▸ **How to complete this task**
Starting at the line below holding "pub struct ImageSpec" and stopping at the line holding "on the image config", print every line exactly, both ends included, and leave the rest out.

===== Supplied information =====

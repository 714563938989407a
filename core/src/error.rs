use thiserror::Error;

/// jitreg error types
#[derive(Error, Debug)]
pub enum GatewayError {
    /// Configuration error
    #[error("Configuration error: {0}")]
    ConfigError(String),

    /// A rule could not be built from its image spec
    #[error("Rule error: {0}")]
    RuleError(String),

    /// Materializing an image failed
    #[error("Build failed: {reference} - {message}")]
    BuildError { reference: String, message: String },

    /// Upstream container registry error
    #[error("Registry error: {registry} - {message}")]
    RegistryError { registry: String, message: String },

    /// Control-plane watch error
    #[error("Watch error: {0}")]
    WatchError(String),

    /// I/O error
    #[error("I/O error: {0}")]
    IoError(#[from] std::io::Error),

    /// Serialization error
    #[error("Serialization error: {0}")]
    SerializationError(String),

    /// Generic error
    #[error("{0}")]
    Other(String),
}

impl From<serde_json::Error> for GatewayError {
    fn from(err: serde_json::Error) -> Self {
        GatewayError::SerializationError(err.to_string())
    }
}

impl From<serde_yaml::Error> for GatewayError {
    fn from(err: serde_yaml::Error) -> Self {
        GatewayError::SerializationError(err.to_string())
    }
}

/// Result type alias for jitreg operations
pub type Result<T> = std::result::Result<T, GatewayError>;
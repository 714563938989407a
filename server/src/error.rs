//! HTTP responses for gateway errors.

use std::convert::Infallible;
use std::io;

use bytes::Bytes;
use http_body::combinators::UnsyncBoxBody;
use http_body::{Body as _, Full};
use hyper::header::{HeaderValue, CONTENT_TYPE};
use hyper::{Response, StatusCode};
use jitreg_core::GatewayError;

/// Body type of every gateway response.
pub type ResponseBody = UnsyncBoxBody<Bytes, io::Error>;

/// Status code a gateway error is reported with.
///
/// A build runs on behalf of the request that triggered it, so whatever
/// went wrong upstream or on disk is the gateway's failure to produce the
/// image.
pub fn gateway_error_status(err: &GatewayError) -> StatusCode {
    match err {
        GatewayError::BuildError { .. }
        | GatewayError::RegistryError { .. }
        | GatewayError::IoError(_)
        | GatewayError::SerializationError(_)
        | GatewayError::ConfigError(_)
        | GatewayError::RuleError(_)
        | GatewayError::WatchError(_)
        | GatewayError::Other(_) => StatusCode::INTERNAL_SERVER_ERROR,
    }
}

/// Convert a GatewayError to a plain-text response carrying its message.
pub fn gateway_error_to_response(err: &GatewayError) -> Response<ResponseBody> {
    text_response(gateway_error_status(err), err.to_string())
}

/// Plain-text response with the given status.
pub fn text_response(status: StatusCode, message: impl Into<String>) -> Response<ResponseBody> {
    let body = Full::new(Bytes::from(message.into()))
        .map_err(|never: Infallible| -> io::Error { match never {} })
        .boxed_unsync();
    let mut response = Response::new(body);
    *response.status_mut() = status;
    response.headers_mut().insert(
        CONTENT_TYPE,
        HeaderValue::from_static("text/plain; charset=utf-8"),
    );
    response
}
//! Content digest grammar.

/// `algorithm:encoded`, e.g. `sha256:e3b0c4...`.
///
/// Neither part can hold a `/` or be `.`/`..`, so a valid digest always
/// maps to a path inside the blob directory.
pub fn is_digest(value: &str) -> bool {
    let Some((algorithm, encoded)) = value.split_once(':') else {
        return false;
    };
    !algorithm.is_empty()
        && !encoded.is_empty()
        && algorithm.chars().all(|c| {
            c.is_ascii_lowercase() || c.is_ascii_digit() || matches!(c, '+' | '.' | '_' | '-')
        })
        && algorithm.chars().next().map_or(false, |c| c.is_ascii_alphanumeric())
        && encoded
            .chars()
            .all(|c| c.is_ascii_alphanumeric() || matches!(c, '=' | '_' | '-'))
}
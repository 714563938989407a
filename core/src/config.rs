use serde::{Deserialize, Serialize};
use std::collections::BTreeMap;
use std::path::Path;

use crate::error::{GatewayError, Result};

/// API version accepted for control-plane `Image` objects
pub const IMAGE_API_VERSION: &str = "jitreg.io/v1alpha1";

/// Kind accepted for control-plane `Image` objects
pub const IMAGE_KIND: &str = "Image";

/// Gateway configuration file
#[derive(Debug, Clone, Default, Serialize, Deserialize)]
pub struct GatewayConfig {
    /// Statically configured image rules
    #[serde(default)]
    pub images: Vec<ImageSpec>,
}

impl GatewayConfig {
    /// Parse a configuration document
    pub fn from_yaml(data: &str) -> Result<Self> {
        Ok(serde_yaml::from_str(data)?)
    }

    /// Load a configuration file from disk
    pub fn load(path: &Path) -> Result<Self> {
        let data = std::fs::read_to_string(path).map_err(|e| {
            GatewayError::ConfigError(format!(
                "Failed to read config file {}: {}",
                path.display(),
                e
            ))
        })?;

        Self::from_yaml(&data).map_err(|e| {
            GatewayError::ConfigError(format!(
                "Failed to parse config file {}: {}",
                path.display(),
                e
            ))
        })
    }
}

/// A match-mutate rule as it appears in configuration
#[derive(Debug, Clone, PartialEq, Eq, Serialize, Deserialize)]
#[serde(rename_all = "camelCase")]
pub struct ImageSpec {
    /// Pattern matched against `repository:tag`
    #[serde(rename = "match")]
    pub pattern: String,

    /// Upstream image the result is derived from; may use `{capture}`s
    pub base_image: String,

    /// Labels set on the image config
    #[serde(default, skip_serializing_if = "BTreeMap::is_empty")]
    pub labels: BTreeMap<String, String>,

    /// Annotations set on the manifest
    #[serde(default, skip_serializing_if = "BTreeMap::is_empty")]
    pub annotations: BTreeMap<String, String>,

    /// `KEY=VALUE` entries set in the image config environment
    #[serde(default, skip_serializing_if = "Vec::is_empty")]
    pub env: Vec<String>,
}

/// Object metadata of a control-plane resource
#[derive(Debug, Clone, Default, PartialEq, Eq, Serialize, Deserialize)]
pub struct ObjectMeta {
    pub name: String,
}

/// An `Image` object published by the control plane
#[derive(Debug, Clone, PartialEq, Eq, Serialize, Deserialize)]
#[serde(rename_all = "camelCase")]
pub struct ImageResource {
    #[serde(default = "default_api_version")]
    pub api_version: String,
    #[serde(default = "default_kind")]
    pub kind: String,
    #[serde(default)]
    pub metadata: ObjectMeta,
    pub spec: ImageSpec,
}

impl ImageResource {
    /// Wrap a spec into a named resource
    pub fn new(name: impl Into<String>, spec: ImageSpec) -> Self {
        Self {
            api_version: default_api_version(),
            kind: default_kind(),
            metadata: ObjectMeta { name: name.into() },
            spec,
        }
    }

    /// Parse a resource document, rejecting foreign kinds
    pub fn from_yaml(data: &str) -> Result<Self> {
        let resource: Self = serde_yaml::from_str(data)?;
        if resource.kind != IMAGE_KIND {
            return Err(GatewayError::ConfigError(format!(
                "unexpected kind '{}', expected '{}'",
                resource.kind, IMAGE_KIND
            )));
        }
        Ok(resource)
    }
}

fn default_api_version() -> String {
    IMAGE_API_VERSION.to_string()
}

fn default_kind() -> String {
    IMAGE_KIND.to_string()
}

=====

▸ **Output of the exercise**
pub struct ImageSpec {
    /// Pattern matched against `repository:tag`
    #[serde(rename = "match")]
    pub pattern: String,

    /// Upstream image the result is derived from; may use `{capture}`s
    pub base_image: String,

    /// Labels set on the image config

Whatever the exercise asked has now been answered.